• RECORDS FOR THE EXERCISE:
= = =
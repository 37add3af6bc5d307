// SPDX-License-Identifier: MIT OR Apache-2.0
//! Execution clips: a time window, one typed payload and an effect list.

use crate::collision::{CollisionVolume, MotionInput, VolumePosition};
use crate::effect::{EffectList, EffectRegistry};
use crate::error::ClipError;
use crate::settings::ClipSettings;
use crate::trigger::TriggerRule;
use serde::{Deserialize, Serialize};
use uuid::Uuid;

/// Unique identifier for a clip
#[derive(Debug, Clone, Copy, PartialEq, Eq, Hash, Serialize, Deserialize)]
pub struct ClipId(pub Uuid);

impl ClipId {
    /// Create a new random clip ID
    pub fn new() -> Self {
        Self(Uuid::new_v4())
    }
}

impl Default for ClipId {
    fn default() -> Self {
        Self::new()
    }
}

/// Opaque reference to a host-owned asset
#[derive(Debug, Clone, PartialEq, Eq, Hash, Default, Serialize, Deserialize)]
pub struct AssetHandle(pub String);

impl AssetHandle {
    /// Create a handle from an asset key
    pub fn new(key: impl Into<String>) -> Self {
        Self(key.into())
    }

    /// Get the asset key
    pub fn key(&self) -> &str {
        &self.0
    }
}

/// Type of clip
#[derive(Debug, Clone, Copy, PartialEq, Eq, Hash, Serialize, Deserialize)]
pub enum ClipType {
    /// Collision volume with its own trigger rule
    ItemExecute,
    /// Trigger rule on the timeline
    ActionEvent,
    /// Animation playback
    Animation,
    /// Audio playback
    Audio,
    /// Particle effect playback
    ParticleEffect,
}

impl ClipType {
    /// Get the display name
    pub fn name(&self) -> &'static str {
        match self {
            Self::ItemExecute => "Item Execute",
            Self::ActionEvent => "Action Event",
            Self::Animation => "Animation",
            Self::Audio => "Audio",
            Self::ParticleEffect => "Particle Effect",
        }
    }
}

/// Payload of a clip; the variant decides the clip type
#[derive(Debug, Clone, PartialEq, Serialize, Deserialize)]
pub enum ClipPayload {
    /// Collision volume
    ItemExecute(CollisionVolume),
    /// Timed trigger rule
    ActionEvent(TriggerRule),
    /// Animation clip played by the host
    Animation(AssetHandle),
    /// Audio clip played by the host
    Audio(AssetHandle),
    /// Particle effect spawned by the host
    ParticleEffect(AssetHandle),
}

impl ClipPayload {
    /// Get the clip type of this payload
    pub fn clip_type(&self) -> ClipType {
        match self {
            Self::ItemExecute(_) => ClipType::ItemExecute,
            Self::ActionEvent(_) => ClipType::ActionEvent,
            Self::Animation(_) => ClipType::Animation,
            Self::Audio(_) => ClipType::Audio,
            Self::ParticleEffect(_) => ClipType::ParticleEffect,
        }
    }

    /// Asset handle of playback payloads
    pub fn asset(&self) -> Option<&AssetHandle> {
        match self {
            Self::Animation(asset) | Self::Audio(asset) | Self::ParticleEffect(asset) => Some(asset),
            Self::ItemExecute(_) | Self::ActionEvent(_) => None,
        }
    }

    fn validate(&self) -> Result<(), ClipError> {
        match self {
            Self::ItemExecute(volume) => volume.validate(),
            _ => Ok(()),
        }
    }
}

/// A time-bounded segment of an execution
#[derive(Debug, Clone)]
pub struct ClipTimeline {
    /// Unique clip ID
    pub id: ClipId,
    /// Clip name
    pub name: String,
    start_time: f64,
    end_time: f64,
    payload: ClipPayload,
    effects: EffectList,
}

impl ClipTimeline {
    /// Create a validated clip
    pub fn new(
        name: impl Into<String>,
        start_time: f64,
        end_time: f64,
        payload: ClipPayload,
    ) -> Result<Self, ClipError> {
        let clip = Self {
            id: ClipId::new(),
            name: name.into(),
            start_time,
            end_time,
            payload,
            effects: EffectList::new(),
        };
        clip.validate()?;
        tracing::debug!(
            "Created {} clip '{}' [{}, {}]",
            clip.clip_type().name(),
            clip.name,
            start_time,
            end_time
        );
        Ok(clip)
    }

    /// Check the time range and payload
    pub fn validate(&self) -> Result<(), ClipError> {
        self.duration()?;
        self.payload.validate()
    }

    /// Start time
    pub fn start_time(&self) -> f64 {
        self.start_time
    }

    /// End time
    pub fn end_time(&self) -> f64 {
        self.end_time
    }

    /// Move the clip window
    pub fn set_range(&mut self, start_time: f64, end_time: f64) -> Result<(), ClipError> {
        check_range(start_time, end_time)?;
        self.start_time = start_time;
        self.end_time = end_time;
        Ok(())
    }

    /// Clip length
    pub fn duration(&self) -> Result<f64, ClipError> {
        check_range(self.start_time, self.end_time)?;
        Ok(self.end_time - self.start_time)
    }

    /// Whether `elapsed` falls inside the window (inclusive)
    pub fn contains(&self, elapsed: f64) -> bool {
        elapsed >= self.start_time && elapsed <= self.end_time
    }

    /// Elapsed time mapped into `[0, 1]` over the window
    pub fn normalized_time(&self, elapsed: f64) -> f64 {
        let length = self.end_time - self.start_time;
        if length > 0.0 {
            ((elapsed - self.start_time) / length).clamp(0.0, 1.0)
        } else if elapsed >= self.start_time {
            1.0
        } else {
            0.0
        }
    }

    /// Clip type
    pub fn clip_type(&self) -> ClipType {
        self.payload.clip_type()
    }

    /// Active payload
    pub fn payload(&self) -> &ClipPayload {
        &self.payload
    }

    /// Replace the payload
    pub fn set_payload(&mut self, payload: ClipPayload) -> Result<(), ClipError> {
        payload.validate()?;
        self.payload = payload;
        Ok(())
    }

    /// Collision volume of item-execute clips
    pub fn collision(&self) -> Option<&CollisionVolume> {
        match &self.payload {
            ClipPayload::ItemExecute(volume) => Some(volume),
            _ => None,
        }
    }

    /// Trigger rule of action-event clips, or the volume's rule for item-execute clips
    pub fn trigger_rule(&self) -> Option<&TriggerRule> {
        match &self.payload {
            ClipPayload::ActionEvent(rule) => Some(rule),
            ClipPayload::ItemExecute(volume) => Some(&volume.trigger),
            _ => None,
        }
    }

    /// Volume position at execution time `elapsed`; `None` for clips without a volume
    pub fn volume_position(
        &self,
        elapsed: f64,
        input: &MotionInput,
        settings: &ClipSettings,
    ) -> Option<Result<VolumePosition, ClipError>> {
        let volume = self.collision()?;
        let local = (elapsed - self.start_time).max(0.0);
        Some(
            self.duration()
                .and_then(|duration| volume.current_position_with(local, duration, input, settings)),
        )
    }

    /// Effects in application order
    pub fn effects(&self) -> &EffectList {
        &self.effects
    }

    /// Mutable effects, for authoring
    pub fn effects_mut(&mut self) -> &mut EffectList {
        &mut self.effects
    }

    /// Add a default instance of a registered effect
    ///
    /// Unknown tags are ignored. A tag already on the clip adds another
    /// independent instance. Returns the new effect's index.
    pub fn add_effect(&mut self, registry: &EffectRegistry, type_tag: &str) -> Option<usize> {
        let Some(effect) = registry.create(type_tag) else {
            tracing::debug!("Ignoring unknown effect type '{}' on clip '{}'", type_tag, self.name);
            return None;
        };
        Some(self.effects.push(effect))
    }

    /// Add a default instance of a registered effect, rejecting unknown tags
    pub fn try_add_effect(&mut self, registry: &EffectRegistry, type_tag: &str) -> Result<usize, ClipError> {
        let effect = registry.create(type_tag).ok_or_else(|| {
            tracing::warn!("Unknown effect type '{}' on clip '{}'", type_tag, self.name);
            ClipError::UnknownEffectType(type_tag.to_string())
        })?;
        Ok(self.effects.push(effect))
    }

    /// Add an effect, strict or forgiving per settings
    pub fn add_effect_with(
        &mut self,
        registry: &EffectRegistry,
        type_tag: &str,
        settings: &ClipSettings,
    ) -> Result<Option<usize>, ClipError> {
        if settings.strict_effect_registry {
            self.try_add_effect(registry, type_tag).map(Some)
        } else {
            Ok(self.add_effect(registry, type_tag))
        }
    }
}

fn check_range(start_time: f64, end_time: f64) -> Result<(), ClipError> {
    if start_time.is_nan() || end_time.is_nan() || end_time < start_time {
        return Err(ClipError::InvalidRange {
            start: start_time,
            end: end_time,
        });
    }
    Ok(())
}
= = =
• WHAT IS NEEDED:
Exactly as they stand, set down the lines from the top of the data through the line with "use uuid::Uuid;".

• ANSWER SECTION:
repository 37add3af6bc5d307
// SPDX-License-Identifier: MIT OR Apache-2.0
//! Execution clips: a time window, one typed payload and an effect list.

use crate::collision::{CollisionVolume, MotionInput, VolumePosition};
use crate::effect::{EffectList, EffectRegistry};
use crate::error::ClipError;
use crate::settings::ClipSettings;
use crate::trigger::TriggerRule;
use serde::{Deserialize, Serialize};
use uuid::Uuid;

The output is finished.